Dozens of pillow cases were donated from friends, businesses and strangers from around the world.

"My husband's pliers come in handy, because that's the only way I can pull the needle through," Williams said as she knitted pillow cases together.

It's a lot of work! Stitching together the fabric that's worn our every emotion, into a quilt - big enough to wrap around the Parkland, Florida community who, on Feb. 14, became the latest national tragedy when a man shot and killed 17 people inside of Stoneman Douglas High School.

"We watched it on the news. Ya know, it was on the news all day, but the Lord just spoke to me and said there has to be a better way," said Williams.

The quilt can't block out the evil in the world, but it's not meant to. It's meant to embrace the students with love and comfort.
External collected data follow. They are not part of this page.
// Copyright (C) 2026 Fred Clausen
// Use of this source code is governed by an MIT-style
// license that can be found in the LICENSE file or at
// https://opensource.org/licenses/MIT.

use diesel::result::DatabaseErrorKind;
use orgvote::CoreError;
use orgvote_domain::DomainError;

/// Storage failures and write rejections.
///
/// `TransitionRejected` carries the rule that failed when a write was
/// re-validated inside its transaction; every other variant is a storage
/// problem.
#[derive(Debug, Clone, PartialEq, Eq)]
pub enum PersistenceError {
    /// Diesel reported an error with no more specific mapping.
    DatabaseError(String),
    DatabaseConnectionFailed(String),
    MigrationFailed(String),
    /// A raw pragma statement failed.
    QueryFailed(String),
    /// Ballot statistics could not be encoded or decoded.
    SerializationError(String),
    InitializationError(String),
    ForeignKeyEnforcementNotEnabled,
    /// A unique index rejected the write.
    UniqueViolation(String),
    /// A stored row could not be turned back into a domain value.
    CorruptRecord(String),
    TransitionRejected(CoreError),
    /// A row the operation depends on does not exist.
    NotFound(String),
    Other(String),
}

impl std::fmt::Display for PersistenceError {
    fn fmt(&self, f: &mut std::fmt::Formatter<'_>) -> std::fmt::Result {
        match self {
            Self::DatabaseError(msg) => write!(f, "Database error: {msg}"),
            Self::DatabaseConnectionFailed(msg) => write!(f, "Cannot open database: {msg}"),
            Self::MigrationFailed(msg) => write!(f, "Schema migration failed: {msg}"),
            Self::QueryFailed(msg) => write!(f, "Pragma failed: {msg}"),
            Self::SerializationError(msg) => write!(f, "Ballot statistics encoding failed: {msg}"),
            Self::InitializationError(msg) => write!(f, "Cannot initialize storage: {msg}"),
            Self::ForeignKeyEnforcementNotEnabled => {
                write!(f, "SQLite foreign keys are not enforced on this connection")
            }
            Self::UniqueViolation(msg) => write!(f, "Unique constraint violated: {msg}"),
            Self::CorruptRecord(msg) => write!(f, "Corrupt record: {msg}"),
            Self::TransitionRejected(err) => write!(f, "Transition rejected: {err}"),
            Self::NotFound(msg) => write!(f, "{msg} not found"),
            Self::Other(msg) => f.write_str(msg),
        }
    }
}

impl std::error::Error for PersistenceError {}

impl From<diesel::result::Error> for PersistenceError {
    fn from(err: diesel::result::Error) -> Self {
        match err {
            diesel::result::Error::NotFound => Self::NotFound(String::from("Row")),
            diesel::result::Error::DatabaseError(DatabaseErrorKind::UniqueViolation, info) => {
                Self::UniqueViolation(info.message().to_string())
            }
            _ => Self::DatabaseError(err.to_string()),
        }
    }
}

impl From<diesel::ConnectionError> for PersistenceError {
    fn from(err: diesel::ConnectionError) -> Self {
        Self::DatabaseConnectionFailed(err.to_string())
    }
}

impl From<serde_json::Error> for PersistenceError {
    fn from(err: serde_json::Error) -> Self {
        Self::SerializationError(err.to_string())
    }
}

impl From<CoreError> for PersistenceError {
    fn from(err: CoreError) -> Self {
        Self::TransitionRejected(err)
    }
}

impl From<DomainError> for PersistenceError {
    fn from(err: DomainError) -> Self {
        Self::TransitionRejected(CoreError::DomainViolation(err))
    }
}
"This is a comfort. A blanket is a comfort. When we get up on the sofa and when we get on our bed and I want them to feel that journey, I want them to feel that love that's coming from everybody else's home," said Williams.

So each night, she works. She estimates at least 50 hours with the current needle she's holding.

"I refuse to use a sewing machine. I never have, and I probably wouldn't even know how to use one," she says through a laugh.

Stitch by stitch, Janice pulls tokens from households around the world tightly together - gearing up for what's next.

"Once we are finished, this will be the size of a king-sized blanket, and we will present it to the school," said Williams.

Stoneman Douglas High School invited her down to Parkland, where she'll present the quilt - pieces of our homes that know us best.